黑暗。
粘稠、冰冷、仿佛要將靈魂都凍結的黑暗。
意識像沉在萬丈海底的碎瓷片,時而隨著暗流翻滾,時而深深嵌入冰冷的泥沙。無數破碎的畫麵和感官碎片在黑暗中浮沉:
青銅巨棺外令人牙酸的抓撓聲…
鱷祖煞氣灌入時蝕骨的冰寒…
與葉凡初次相遇時那雙銳利中帶著探究的眼睛…
星空古路上以肉身橫渡的孤寂與星辰引力撕扯軀體的劇痛…
帝關前一次次血肉崩滅又一次次重組的非人痛楚…
還有剛才…拳頭砸在堅硬鱗片上的鈍響,長矛刺穿皮肉的撕裂感,蝕血斬煞氣與體內藥力衝突湮滅時那種燒灼靈魂的痛…
痛。
無處不在的痛。
但這一次,痛楚的源頭不再僅僅是外力造成的傷口。
一股陰寒歹毒的力量,如同跗骨之蛆,深深紮根在心脈附近,每一次心跳,都像有無數冰針在血管裡遊走、攢刺。

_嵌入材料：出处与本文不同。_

//! Snapshot persistence.
//!
//! A snapshot is a self-contained JSON image of the transaction manager's
//! state, written atomically (temp file + rename) so a crash mid-save leaves
//! the previous snapshot intact. Loading picks the newest file that decodes
//! cleanly: a corrupt newest snapshot is expected after a checkpoint that
//! died between rotation and save, and falls back with a warning rather than
//! failing the boot.

use std::fs::{self, File};
use std::io::Write;
use std::path::{Path, PathBuf};

use serde::Serialize;
use serde::de::DeserializeOwned;
use tracing::{info, warn};
use tspace_error::{Result, TspaceError};

/// Current snapshot format version.
pub const SNAPSHOT_FORMAT_VERSION: u32 = 1;

const SNAPSHOT_PREFIX: &str = "snapshot-";
const SNAPSHOT_SUFFIX: &str = ".json";

#[derive(Debug, Serialize, serde::Deserialize)]
struct SnapshotFile<T> {
    format_version: u32,
    /// First log segment NOT covered by this snapshot; replay starts there.
    replay_from: u64,
    state: T,
}

/// A snapshot loaded from disk.
#[derive(Debug)]
pub struct LoadedSnapshot<T> {
    pub replay_from: u64,
    pub state: T,
}

fn snapshot_path(dir: &Path, replay_from: u64) -> PathBuf {
    dir.join(format!("{SNAPSHOT_PREFIX}{replay_from:020}{SNAPSHOT_SUFFIX}"))
}

fn parse_snapshot_name(name: &str) -> Option<u64> {
    let rest = name.strip_prefix(SNAPSHOT_PREFIX)?;
    let digits = rest.strip_suffix(SNAPSHOT_SUFFIX)?;
    digits.parse().ok()
}

/// Write a snapshot covering all segments with `seq < replay_from`.
///
/// The file is staged under a temporary name and renamed into place, then the
/// directory is synced so the rename itself is durable.
pub fn save_snapshot<T: Serialize>(dir: &Path, replay_from: u64, state: &T) -> Result<()> {
    let body = SnapshotFile {
        format_version: SNAPSHOT_FORMAT_VERSION,
        replay_from,
        state,
    };
    let json = serde_json::to_vec_pretty(&body).map_err(TspaceError::codec)?;

    let final_path = snapshot_path(dir, replay_from);
    let tmp_path = final_path.with_extension("json.tmp");
    {
        let mut tmp = File::create(&tmp_path)?;
        tmp.write_all(&json)?;
        tmp.sync_data()?;
    }
    fs::rename(&tmp_path, &final_path)?;
    File::open(dir)?.sync_all()?;

    info!(replay_from, path = %final_path.display(), "snapshot saved");
    Ok(())
}

/// Load the newest decodable snapshot in `dir`, if any.
///
/// Older snapshot files are left on disk; the caller discards them together
/// with superseded log segments once the checkpoint completes.
pub fn load_latest_snapshot<T: DeserializeOwned>(dir: &Path) -> Result<Option<LoadedSnapshot<T>>> {
    let mut candidates: Vec<(u64, PathBuf)> = Vec::new();
    for dirent in fs::read_dir(dir)? {
        let dirent = dirent?;
        let name = dirent.file_name();
        let Some(name) = name.to_str() else { continue };
        if let Some(replay_from) = parse_snapshot_name(name) {
            candidates.push((replay_from, dirent.path()));
        }
    }
    candidates.sort_by(|a, b| b.0.cmp(&a.0));

    for (replay_from, path) in candidates {
        let bytes = fs::read(&path)?;
        match serde_json::from_slice::<SnapshotFile<T>>(&bytes) {
            Ok(body) if body.format_version == SNAPSHOT_FORMAT_VERSION => {
                return Ok(Some(LoadedSnapshot {
                    replay_from: body.replay_from,
                    state: body.state,
                }));
            }
            Ok(body) => {
                return Err(TspaceError::SnapshotCorrupt {
                    path,
                    detail: format!("unsupported format version {}", body.format_version),
                });
            }
            Err(err) => {
                // A half-written newest snapshot is survivable: fall back to
                // the one before it and replay more log.
                warn!(
                    replay_from,
                    path = %path.display(),
                    error = %err,
                    "snapshot failed to decode, falling back to older snapshot"
                );
            }
        }
    }
    Ok(None)
}

/// Delete snapshot files older than `keep_replay_from`.
pub fn discard_older_snapshots(dir: &Path, keep_replay_from: u64) -> Result<()> {
    for dirent in fs::read_dir(dir)? {
        let dirent = dirent?;
        let name = dirent.file_name();
        let Some(name) = name.to_str() else { continue };
        if let Some(replay_from) = parse_snapshot_name(name) {
            if replay_from < keep_replay_from {
                fs::remove_file(dirent.path())?;
            }
        }
    }
    Ok(())
}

另一股暗紅色的煞氣則盤踞在右臂幾乎焦黑的傷口處,與筋骨愈合膏殘留的清涼藥性、氣血恢複藥劑燃燒後的餘燼,以及他自身瘋狂壓榨出的生命潛能,進行著永無休止的拉鋸戰。
冰火兩重天。
軀體的本能想要昏睡,想要徹底沉入那無痛無覺的黑暗深處。
但另一股更原始、更蠻橫的意誌,在抗拒。
那意誌沒有聲音,沒有形態,它隻是…存在著。如同一塊被億萬次鍛打後沉入深海的玄鐵,冰冷,沉重,頑固得令人絕望。
不。
不能睡。
睡了…就真的死了。
模糊中,伍小滿“感覺”到了自己的身體。
不是視覺,不是觸覺,是一種更深層的、屬於體修在無數次瀕死邊緣掙紮後,被動喚醒的“內視”——並非修士神識掃視那般清晰入微,更像是一個盲人在觸摸自己千瘡百孔的身軀。

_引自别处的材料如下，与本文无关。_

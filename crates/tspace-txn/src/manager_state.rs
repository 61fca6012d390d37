//! The in-memory "prevalent system": all live transactions, snapshot
//! serialization, and deterministic command application.
//!
//! [`TxnManagerState`] is the single mutator of transaction state. Both live
//! operation (after appending a command to the log) and recovery replay go
//! through [`TxnManagerState::apply`], which is what makes replay
//! idempotence a structural property rather than a convention.

use std::collections::BTreeMap;
use std::sync::Arc;
use std::sync::atomic::{AtomicU64, Ordering};

use dashmap::DashMap;
use parking_lot::Mutex;
use serde::{Deserialize, Serialize};
use tracing::debug;
use tspace_error::{Result, TspaceError};
use tspace_types::{TxnId, TxnStatus};

use crate::command::Command;
use crate::op::EntryBackend;
use crate::state::{TxnRecord, TxnState};

/// Whether a command is being applied during live operation or during
/// recovery replay. Downstream notifications fire only when live.
#[derive(Debug, Clone, Copy, PartialEq, Eq)]
pub enum ApplyMode {
    Live,
    Replay,
}

/// A transaction that reached its end during command application.
#[derive(Debug, Clone, PartialEq, Eq)]
pub struct EndedTxn {
    pub id: TxnId,
    pub status: TxnStatus,
}

/// Serialized image of the manager state: the logical clock, every PREPARED
/// transaction, and opaque contributions from upper layers. ACTIVE
/// transactions are absent by construction (nothing to recover).
#[derive(Debug, Clone, Serialize, Deserialize)]
pub struct SnapshotState {
    pub clock: u64,
    pub prepared: Vec<TxnRecord>,
    pub user: BTreeMap<String, serde_json::Value>,
}

/// All live transactions plus the logical clock.
///
/// The live map is a concurrent map keyed by [`TxnId`]; lookups and inserts
/// never take the manager's checkpoint lock.
#[derive(Debug, Default)]
pub struct TxnManagerState {
    live: DashMap<TxnId, Arc<Mutex<TxnState>>>,
    clock: AtomicU64,
}

impl TxnManagerState {
    #[must_use]
    pub fn new() -> Self {
        Self::default()
    }

    #[must_use]
    pub fn clock(&self) -> u64 {
        self.clock.load(Ordering::Acquire)
    }

    pub fn bump_clock(&self) -> u64 {
        self.clock.fetch_add(1, Ordering::AcqRel) + 1
    }

    #[must_use]
    pub fn live_count(&self) -> usize {
        self.live.len()
    }

    /// Look up a live transaction.
    #[must_use]
    pub fn get(&self, id: &TxnId) -> Option<Arc<Mutex<TxnState>>> {
        self.live.get(id).map(|entry| Arc::clone(entry.value()))
    }

    /// Insert a fresh transaction. At most one `TxnState` per `TxnId` may be
    /// live; a second insert for the same id returns the existing state
    /// (first resolution wins).
    pub fn resolve(&self, state: TxnState) -> Arc<Mutex<TxnState>> {
        let id = state.id().clone();
        Arc::clone(
            self.live
                .entry(id)
                .or_insert_with(|| Arc::new(Mutex::new(state)))
                .value(),
        )
    }

    /// Ids of live transactions owned by remote coordinators.
    #[must_use]
    pub fn remote_transaction_ids(&self) -> Vec<TxnId> {
        self.live
            .iter()
            .filter(|entry| !entry.key().is_local())
            .map(|entry| entry.key().clone())
            .collect()
    }

    /// Status of a live transaction, if any.
    #[must_use]
    pub fn status_of(&self, id: &TxnId) -> Option<TxnStatus> {
        self.get(id).map(|entry| entry.lock().status())
    }

    // -----------------------------------------------------------------------
    // Command application
    // -----------------------------------------------------------------------

    /// Apply one command. Returns the transactions this command ended, so the
    /// caller can fire end-of-transaction notifications (live mode only).
    pub fn apply(
        &self,
        cmd: &Command,
        backend: &dyn EntryBackend,
        mode: ApplyMode,
    ) -> Result<Vec<EndedTxn>> {
        self.bump_clock();
        match cmd {
            Command::Prepare { txn } => {
                self.apply_prepare(txn, backend, mode)?;
                Ok(Vec::new())
            }
            Command::Commit { id } => Ok(self.apply_end(id, TxnStatus::Committed, backend, mode)?),
            Command::Abort { id } => Ok(self.apply_end(id, TxnStatus::Aborted, backend, mode)?),
            Command::PrepareAndCommit { txn } => {
                self.apply_prepare(txn, backend, mode)?;
                Ok(self.apply_end(&txn.id, TxnStatus::Committed, backend, mode)?)
            }
            Command::AbortAll => self.apply_abort_all(backend),
        }
    }

    fn apply_prepare(
        &self,
        record: &TxnRecord,
        backend: &dyn EntryBackend,
        mode: ApplyMode,
    ) -> Result<()> {
        let entry = match self.get(&record.id) {
            Some(entry) => entry,
            None => {
                // Replay: the transaction only exists in the log. Rebuild its
                // transient structures before anything replays on top.
                if mode == ApplyMode::Live {
                    return Err(TspaceError::UnknownTransaction {
                        txn: record.id.to_string(),
                    });
                }
                for op in &record.ops {
                    op.restore(backend)?;
                }
                self.resolve(TxnState::from_record(record.clone(), TxnStatus::Voting))
            }
        };

        // Forced ops take effect at prepare time, in op order.
        for op in &record.ops {
            op.prepare(backend)?;
        }

        let mut state = entry.lock();
        if state.status() != TxnStatus::Prepared {
            state.advance(TxnStatus::Prepared)?;
        }
        debug!(txn = %record.id, ops = record.ops.len(), "transaction prepared");
        Ok(())
    }

    fn apply_end(
        &self,
        id: &TxnId,
        terminal: TxnStatus,
        backend: &dyn EntryBackend,
        mode: ApplyMode,
    ) -> Result<Vec<EndedTxn>> {
        let Some((_, entry)) = self.live.remove(id) else {
            // Replaying a command whose effect is already inside the snapshot
            // baseline; skipping it is what makes replay idempotent.
            if mode == ApplyMode::Replay {
                debug!(txn = %id, ?terminal, "replayed end for absent transaction, skipping");
                return Ok(Vec::new());
            }
            return Err(TspaceError::UnknownTransaction {
                txn: id.to_string(),
            });
        };

        let mut state = entry.lock();
        self.end_locked(&mut state, terminal, backend)?;
        Ok(vec![EndedTxn {
            id: id.clone(),
            status: terminal,
        }])
    }

    fn apply_abort_all(&self, backend: &dyn EntryBackend) -> Result<Vec<EndedTxn>> {
        let ids: Vec<TxnId> = self.live.iter().map(|e| e.key().clone()).collect();
        let mut ended = Vec::with_capacity(ids.len());
        for id in ids {
            if let Some((_, entry)) = self.live.remove(&id) {
                let mut state = entry.lock();
                self.end_locked(&mut state, TxnStatus::Aborted, backend)?;
                ended.push(EndedTxn {
                    id,
                    status: TxnStatus::Aborted,
                });
            }
        }
        debug!(aborted = ended.len(), "abort-all applied");
        Ok(ended)
    }

    /// Apply a transaction's ops in reverse insertion order and move it to
    /// its terminal status.
    fn end_locked(
        &self,
        state: &mut TxnState,
        terminal: TxnStatus,
        backend: &dyn EntryBackend,
    ) -> Result<()> {
        for op in state.ops_newest_first() {
            match terminal {
                TxnStatus::Committed => op.commit(backend)?,
                TxnStatus::Aborted => op.abort(backend)?,
                other => {
                    return Err(TspaceError::internal(format!(
                        "end_locked called with non-terminal status {other}"
                    )));
                }
            }
        }
        // The state machine allows Committed only from Prepared; walk through
        // the intermediate statuses for transactions ended early.
        while state.status() != terminal {
            let next = match (state.status(), terminal) {
                (TxnStatus::Active, _) => TxnStatus::Voting,
                (TxnStatus::Voting, TxnStatus::Committed) => TxnStatus::Prepared,
                (TxnStatus::Voting | TxnStatus::Prepared, _) => terminal,
                _ => terminal,
            };
            state.advance(next)?;
        }
        debug!(txn = %state.id(), status = %terminal, "transaction ended");
        Ok(())
    }

    // -----------------------------------------------------------------------
    // Snapshot / restore
    // -----------------------------------------------------------------------

    /// Serialize the recoverable part of manager state. Only PREPARED
    /// transactions are included.
    #[must_use]
    pub fn snapshot(&self, user: BTreeMap<String, serde_json::Value>) -> SnapshotState {
        let mut prepared = Vec::new();
        for entry in &self.live {
            let state = entry.value().lock();
            if state.status() == TxnStatus::Prepared && state.mutates_durable_state() {
                prepared.push(state.record());
            }
        }
        // Deterministic snapshot ordering regardless of map iteration order.
        prepared.sort_by_key(|record| (record.id.seq, record.id.coordinator.to_string()));
        SnapshotState {
            clock: self.clock(),
            prepared,
            user,
        }
    }

    /// Rebuild state from a snapshot: restore each prepared transaction's
    /// ops, then re-insert it as PREPARED.
    pub fn restore_from(&self, snapshot: &SnapshotState, backend: &dyn EntryBackend) -> Result<()> {
        self.clock.store(snapshot.clock, Ordering::Release);
        for record in &snapshot.prepared {
            for op in &record.ops {
                op.restore(backend)?;
            }
            self.resolve(TxnState::from_record(record.clone(), TxnStatus::Prepared));
        }
        debug!(
            prepared = snapshot.prepared.len(),
            clock = snapshot.clock,
            "manager state restored from snapshot"
        );
        Ok(())
    }
}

右臂…幾乎感知不到存在。隻有一團混亂的、灼熱與冰冷交織的“混沌區域”。筋骨扭曲斷裂,肌肉纖維大麵積壞死,血管被煞氣堵塞、侵蝕。蝕血斬留下的那道傷口,像一道醜陋的、不斷滲出毒液的裂穀,將整條手臂的生機從中截斷。
左肩…貫穿傷,失血過多,但幸運的是沒有傷到主要筋骨和動脈,老藥師敷上的草藥正散發著微弱的清涼,勉強抑製著炎症。
肋下…兩道深可見骨的豁口,斷了一根肋骨,好在沒有刺穿肺葉。每一次呼吸都牽扯著傷口,帶來尖銳的刺痛。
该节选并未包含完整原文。